Interior Dept. Reinstitutes Independent Reviews on Endangered Species

By Juliet Eilperin
Washington Post Staff Writer
Tuesday, April 28, 2009; 7:22 PM

The Obama administration announced today that federal agencies will once again be required to undergo an independent scientific review if they embark on projects that might affect threatened or endangered species, marking yet another reversal of a last-minute Bush administration environmental regulation.

In mid-December, former Interior Secretary Dirk Kempthorne issued a rule allowing government agencies to decide on their own whether a project would harm an imperiled plant or animal without consulting with either the Fish and Wildlife Service or the National Oceanic and Atmospheric Administration, depending on the species. At the time, Kempthorne said the move would streamline the bureaucratic process without harming protected species.

President Obama called for a review of the rule last month. Today, Interior Secretary Ken Salazar, Kempthorne's successor, and Commerce Secretary Gary Locke said in a joint statement that scientific evidence justified restoring the independent reviews that Fish and Wildlife and NOAA had conducted for decades.

"By rolling back this 11th hour regulation, we are ensuring that threatened and endangered species continue to receive the full protection of the law," Salazar said. "Because science must serve as the foundation for decisions we make, federal agencies proposing to take actions that might affect threatened and endangered species will once again have to consult with biologists at the two departments."

Business leaders -- especially those most affected by the Endangered Species Act, such as those in home construction -- questioned why Salazar and Locke bypassed a more extended rulemaking process in reinstating a heavy regulatory burden on industry.

Joe Robson, a builder and developer in Tulsa, Okla., who chairs the National Association of Home Builders, said the Bush administration went through a lengthy public comment process and now the parties involved are "back to square one."

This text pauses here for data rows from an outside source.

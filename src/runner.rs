//! This module provides [`run`], which gathers the payloads for the chosen
//! subcommand, selects a deal and writes it to stdout.

use std::{
    io::{self, Read, Write},
    path::Path,
};

use serde_json::{Value, json};
use tracing::{info, warn};

use crate::{
    Result, StdResult, cheapshark,
    cli::{Cli, Command, FetchArgs},
    models::{DealSelection, TransformInput},
    selector, steam,
    util::ResLog,
};

#[derive(Debug, thiserror::Error)]
pub enum InputError {
    #[error("Failed to read payload document: {0}")]
    Io(#[from] io::Error),
    #[error("Payload document is not valid JSON: {0}")]
    Json(#[from] serde_json::Error),
}

pub async fn run(cli: Cli) -> Result<()> {
    let input = match cli.command {
        Command::Transform { input } => read_input(&input)?,
        Command::Fetch(args) => fetch_input(&args).await?,
    };

    let selection = selector::select(&input, &mut rand::thread_rng());
    log_selection(&selection);
    write_selection(io::stdout().lock(), &selection, cli.pretty)?;

    Ok(())
}

/// Only the document's JSON syntax can fail here; its shape is read
/// leniently by the selector.
fn read_input(path: &Path) -> StdResult<TransformInput, InputError> {
    let mut raw = String::new();
    if path == Path::new("-") {
        io::stdin().read_to_string(&mut raw)?;
    } else {
        raw = std::fs::read_to_string(path)?;
    }

    let value: Value = serde_json::from_str(&raw)?;
    Ok(TransformInput::from_value(value))
}

#[tracing::instrument(level = "info", skip_all, fields(steam_id = %args.steam_id))]
async fn fetch_input(args: &FetchArgs) -> Result<TransformInput> {
    let shark = cheapshark::Client::new(args.cheapshark_base.clone());
    let steam = steam::Client::new(
        args.steam_api_base.clone(),
        &args.steam_api_key,
        &args.steam_id,
    );

    let (deals, owned, wishlist) = tokio::join!(
        shark.fetch_deals(args.page_size),
        steam.fetch_owned_games(),
        steam.fetch_wishlist(),
    );

    // Library lookups only narrow the pick, so losing them is survivable.
    let deals = deals.terror()?;
    let owned = owned.twarn().ok();
    let wishlist = wishlist.twarn().ok();
    if args.wishlist_only && wishlist.is_none() {
        warn!("Wishlist unavailable in wishlist-only mode; no deal will match");
    }

    Ok(TransformInput {
        deals: Some(deals),
        owned_games: owned,
        wishlist,
        settings: Some(json!({
            "min_savings": args.min_savings,
            "min_deal_rating": args.min_deal_rating,
            "wishlist_only": args.wishlist_only,
        })),
    })
}

fn log_selection(selection: &DealSelection) {
    match &selection.deal_info {
        Some(deal) => info!(
            title = %deal.title,
            store = %deal.store_name,
            filtered = selection.filtered_count,
            total = selection.total_deals,
            "Selected deal"
        ),
        None => info!(
            total = selection.total_deals,
            owned = selection.owned_count,
            wishlisted = selection.wishlist_count,
            "No deal matched"
        ),
    }
}

fn write_selection(mut out: impl Write, selection: &DealSelection, pretty: bool) -> Result<()> {
    if pretty {
        serde_json::to_writer_pretty(&mut out, selection)?;
    } else {
        serde_json::to_writer(&mut out, selection)?;
    }
    writeln!(out)?;

    Ok(())
}

#[cfg(test)]
mod tests {
    use std::path::PathBuf;

    use pretty_assertions::assert_eq;
    use serde_json::{Value, json};

    use crate::{
        Result,
        models::{DealSelection, NormalizedDeal},
        runner::{InputError, read_input, write_selection},
    };

    fn temp_file(name: &str, contents: &str) -> Result<PathBuf> {
        let path = std::env::temp_dir().join(format!("{}-{name}", std::process::id()));
        std::fs::write(&path, contents)?;
        Ok(path)
    }

    #[test]
    fn reads_payload_document() -> Result<()> {
        let path = temp_file(
            "payload.json",
            r#"{"IDX_0": {"data": [{"dealID": "a"}]}, "IDX_2": {"response": {"foo": "bar"}}}"#,
        )?;

        let input = read_input(&path)?;
        std::fs::remove_file(&path)?;

        assert_eq!(Some(json!({"data": [{"dealID": "a"}]})), input.deals);
        assert_eq!(None, input.owned_games);
        assert_eq!(Some(json!({"response": {"foo": "bar"}})), input.wishlist);
        Ok(())
    }

    #[test]
    fn rejects_invalid_json() -> Result<()> {
        let path = temp_file("broken.json", "{ not json")?;
        let res = read_input(&path);
        std::fs::remove_file(&path)?;

        assert!(matches!(res, Err(InputError::Json(_))));
        Ok(())
    }

    #[test]
    fn missing_file_is_io_error() {
        let res = read_input(&PathBuf::from("/definitely/not/here.json"));
        assert!(matches!(res, Err(InputError::Io(_))));
    }

    #[test]
    fn writes_one_json_line() -> Result<()> {
        let selection = DealSelection {
            deal_info: Some(NormalizedDeal {
                deal_id: "a".to_string(),
                ..Default::default()
            }),
            total_deals: 3,
            filtered_count: 1,
            owned_count: 2,
            wishlist_count: 0,
        };

        let mut out = Vec::new();
        write_selection(&mut out, &selection, false)?;
        let text = String::from_utf8(out)?;

        assert_eq!(1, text.lines().count());
        let value: Value = serde_json::from_str(&text)?;
        assert_eq!(json!("a"), value["dealInfo"]["dealId"]);
        assert_eq!(json!(3), value["totalDeals"]);
        Ok(())
    }
}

"On a 'good government' level, today's action is regrettable in that this administration is rushing to revoke a legally issued federal rule without public notice and comment, using a little-known and unpopular provision of the recent omnibus appropriations bill to change a federal regulation. The appropriate way to make significant changes to a federal regulation is to allow for notice and comment," he said. "Instead, the secretaries of Commerce and Interior were given the authority to unilaterally change the law. That's hardly an argument for consensus or transparency."

Environmentalists welcomed the administration's move, but suggested it still needs to roll back a last-minute rule Kempthorne issued that instructs Interior not to take into account impacts on the polar bear, federally listed as threatened, that occur outside its range, such as greenhouse gas emissions.

"Secretary Salazar took an important step today toward restoring needed protections for endangered species," said Noah Greenwald, biodiversity program director for the advocacy group Center for Biological Diversity. Still, he called for the administration "to rescind the special rule for the polar bear, which amounts to a death sentence for the majestic bear by exempting greenhouse gas emissions from regulation."